● WHAT YOU SHOULD DO:
Copy out each line from the start of the material below until the line with "use crate::config::MIN_DEFAULT_BID;", that line included.

● INPUT DATA:
"""
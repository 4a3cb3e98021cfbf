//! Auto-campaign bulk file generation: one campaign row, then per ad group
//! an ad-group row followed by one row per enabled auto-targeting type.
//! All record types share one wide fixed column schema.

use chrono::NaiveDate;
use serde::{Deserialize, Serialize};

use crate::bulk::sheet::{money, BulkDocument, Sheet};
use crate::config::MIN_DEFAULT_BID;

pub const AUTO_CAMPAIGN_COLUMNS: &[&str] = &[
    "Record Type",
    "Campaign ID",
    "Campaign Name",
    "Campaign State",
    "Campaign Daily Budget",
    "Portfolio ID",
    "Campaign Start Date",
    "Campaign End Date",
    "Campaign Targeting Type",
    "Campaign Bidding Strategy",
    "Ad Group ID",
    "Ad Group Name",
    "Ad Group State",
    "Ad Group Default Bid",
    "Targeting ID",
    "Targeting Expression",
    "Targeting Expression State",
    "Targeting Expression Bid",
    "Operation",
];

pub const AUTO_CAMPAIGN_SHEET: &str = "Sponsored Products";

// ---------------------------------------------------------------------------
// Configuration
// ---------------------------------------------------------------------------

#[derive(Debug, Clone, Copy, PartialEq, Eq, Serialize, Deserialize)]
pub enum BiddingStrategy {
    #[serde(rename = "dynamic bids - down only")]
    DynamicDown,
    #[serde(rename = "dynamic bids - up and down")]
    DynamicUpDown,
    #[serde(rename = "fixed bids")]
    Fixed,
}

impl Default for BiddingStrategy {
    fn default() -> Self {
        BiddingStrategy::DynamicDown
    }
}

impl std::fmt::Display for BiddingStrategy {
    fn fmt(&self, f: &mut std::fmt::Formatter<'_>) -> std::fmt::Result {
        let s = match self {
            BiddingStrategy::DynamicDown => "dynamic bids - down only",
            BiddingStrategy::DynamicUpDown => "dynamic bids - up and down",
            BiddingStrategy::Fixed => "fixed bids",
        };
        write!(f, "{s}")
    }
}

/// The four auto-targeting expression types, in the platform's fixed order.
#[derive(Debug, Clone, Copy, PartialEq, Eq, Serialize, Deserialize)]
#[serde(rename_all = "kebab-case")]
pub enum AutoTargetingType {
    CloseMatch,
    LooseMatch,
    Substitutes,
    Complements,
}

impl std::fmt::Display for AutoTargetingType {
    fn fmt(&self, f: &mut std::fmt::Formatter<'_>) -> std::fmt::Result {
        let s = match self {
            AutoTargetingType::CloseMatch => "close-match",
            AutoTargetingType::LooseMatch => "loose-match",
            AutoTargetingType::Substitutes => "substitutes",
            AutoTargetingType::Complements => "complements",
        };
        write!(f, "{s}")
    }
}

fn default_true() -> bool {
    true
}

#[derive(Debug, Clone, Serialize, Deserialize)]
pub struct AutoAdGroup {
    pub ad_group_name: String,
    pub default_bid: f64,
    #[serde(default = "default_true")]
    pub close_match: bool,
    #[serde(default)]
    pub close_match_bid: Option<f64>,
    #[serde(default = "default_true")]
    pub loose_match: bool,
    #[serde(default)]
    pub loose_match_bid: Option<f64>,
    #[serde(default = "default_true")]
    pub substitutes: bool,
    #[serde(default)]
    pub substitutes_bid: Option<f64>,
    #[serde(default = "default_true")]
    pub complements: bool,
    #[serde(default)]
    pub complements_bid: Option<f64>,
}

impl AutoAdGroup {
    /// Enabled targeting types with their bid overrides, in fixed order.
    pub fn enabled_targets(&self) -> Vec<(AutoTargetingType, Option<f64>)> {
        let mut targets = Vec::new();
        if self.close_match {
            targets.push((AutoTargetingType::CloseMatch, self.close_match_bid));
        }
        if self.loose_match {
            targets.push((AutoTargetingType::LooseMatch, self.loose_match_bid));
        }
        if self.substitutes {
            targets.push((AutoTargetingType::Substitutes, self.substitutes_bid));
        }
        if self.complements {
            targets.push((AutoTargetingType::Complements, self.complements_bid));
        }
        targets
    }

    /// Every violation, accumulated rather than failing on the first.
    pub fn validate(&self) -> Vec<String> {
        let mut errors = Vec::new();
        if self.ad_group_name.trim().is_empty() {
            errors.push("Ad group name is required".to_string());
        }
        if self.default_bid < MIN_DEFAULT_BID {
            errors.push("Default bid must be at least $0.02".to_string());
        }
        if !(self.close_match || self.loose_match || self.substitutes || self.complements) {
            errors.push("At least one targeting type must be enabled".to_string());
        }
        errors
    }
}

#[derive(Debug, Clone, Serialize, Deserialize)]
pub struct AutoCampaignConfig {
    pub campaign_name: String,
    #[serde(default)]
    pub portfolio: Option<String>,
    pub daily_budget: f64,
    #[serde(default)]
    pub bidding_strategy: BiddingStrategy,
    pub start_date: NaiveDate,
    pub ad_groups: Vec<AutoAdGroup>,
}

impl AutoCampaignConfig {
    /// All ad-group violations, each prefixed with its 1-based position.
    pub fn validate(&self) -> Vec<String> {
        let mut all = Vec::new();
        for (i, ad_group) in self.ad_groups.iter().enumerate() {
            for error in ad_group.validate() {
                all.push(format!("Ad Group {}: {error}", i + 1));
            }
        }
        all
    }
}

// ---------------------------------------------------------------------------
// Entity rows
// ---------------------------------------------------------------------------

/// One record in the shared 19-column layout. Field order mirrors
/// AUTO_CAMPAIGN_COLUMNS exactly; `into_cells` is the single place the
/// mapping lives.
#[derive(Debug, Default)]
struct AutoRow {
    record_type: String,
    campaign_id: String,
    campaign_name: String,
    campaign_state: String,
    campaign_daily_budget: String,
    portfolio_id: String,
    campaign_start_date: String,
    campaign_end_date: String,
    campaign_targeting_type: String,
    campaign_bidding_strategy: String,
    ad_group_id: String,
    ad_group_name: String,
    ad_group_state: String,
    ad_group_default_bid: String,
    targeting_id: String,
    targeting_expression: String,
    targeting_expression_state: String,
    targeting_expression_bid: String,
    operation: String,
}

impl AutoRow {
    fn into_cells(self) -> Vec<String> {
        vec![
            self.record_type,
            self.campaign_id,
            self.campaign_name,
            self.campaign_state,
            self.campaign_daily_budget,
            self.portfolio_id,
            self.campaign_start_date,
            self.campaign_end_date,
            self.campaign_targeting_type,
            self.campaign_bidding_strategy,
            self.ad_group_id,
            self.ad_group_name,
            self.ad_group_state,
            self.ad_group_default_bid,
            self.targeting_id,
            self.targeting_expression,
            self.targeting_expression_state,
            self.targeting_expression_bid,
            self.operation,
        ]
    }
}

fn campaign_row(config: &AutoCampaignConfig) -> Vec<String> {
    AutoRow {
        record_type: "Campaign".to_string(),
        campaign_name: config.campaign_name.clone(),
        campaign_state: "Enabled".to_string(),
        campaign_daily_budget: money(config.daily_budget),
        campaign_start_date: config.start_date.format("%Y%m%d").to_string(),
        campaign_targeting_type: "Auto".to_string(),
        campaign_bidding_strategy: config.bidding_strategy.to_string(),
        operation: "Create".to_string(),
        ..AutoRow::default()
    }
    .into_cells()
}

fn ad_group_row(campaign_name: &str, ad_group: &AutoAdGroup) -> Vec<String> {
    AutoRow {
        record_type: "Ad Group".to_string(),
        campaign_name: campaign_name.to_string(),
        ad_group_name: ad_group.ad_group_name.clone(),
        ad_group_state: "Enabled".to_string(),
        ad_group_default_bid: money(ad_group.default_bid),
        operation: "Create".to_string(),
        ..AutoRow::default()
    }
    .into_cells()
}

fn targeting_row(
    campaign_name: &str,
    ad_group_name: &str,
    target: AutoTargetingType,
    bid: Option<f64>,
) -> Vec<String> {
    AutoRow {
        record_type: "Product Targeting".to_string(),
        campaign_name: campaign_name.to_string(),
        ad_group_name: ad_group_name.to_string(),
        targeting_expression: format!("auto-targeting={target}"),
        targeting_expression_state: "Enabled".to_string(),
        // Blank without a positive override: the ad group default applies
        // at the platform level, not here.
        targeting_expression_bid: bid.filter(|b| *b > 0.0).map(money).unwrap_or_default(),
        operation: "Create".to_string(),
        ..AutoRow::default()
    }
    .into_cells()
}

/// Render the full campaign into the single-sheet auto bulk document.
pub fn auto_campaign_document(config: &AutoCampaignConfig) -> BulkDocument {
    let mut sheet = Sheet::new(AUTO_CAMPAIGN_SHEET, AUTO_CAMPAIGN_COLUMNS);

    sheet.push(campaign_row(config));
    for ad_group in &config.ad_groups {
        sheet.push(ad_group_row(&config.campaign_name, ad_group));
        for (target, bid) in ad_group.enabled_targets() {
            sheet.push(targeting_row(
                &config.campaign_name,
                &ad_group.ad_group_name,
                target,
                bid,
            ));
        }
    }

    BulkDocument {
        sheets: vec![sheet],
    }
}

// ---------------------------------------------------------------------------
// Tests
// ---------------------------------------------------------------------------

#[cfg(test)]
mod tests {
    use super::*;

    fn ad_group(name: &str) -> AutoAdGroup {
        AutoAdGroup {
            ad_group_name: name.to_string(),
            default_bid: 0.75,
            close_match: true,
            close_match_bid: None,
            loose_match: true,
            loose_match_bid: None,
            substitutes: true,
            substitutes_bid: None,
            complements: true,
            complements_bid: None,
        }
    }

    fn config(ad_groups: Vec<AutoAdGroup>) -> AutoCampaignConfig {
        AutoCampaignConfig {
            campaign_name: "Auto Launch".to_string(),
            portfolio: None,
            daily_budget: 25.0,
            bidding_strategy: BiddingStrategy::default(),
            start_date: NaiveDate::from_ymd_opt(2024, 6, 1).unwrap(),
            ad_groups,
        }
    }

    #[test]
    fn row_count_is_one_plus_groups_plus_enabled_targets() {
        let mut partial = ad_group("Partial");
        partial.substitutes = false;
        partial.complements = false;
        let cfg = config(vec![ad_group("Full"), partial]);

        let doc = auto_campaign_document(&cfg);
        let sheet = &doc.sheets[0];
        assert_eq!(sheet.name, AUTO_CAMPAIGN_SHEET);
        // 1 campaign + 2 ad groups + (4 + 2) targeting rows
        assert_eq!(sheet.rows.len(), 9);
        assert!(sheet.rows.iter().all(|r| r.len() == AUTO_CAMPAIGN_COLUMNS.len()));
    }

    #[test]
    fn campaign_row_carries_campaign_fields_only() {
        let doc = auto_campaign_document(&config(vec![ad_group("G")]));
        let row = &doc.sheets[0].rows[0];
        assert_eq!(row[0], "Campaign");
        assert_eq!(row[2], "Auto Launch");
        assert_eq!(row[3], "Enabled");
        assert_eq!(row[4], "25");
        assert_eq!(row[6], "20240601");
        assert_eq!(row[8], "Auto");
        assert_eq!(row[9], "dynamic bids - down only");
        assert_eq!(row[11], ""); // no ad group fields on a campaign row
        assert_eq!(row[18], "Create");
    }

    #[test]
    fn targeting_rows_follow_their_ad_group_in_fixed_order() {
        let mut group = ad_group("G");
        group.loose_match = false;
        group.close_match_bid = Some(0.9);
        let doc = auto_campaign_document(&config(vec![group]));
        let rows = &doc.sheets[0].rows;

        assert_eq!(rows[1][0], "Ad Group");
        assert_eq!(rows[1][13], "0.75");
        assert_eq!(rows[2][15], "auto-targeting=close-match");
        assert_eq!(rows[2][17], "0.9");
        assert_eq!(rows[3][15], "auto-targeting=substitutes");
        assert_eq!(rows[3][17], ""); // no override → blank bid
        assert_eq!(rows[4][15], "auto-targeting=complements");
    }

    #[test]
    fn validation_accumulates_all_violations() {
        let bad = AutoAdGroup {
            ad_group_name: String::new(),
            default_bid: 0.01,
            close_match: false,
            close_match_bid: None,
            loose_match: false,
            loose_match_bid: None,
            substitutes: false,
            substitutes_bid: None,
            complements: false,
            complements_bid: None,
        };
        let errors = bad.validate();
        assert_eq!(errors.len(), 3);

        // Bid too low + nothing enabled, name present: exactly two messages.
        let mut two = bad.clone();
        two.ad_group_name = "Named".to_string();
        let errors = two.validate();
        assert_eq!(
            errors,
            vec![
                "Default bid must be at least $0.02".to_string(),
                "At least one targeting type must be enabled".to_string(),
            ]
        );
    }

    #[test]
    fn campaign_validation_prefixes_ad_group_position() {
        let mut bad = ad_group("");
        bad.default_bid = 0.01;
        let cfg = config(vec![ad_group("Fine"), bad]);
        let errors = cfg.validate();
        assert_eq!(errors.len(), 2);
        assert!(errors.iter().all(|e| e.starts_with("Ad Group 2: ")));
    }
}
"""
● ANSWER FOR THIS EXERCISE:
repository 4a3cb3e98021cfbf
//! Auto-campaign bulk file generation: one campaign row, then per ad group
//! an ad-group row followed by one row per enabled auto-targeting type.
//! All record types share one wide fixed column schema.

use chrono::NaiveDate;
use serde::{Deserialize, Serialize};

use crate::bulk::sheet::{money, BulkDocument, Sheet};
use crate::config::MIN_DEFAULT_BID;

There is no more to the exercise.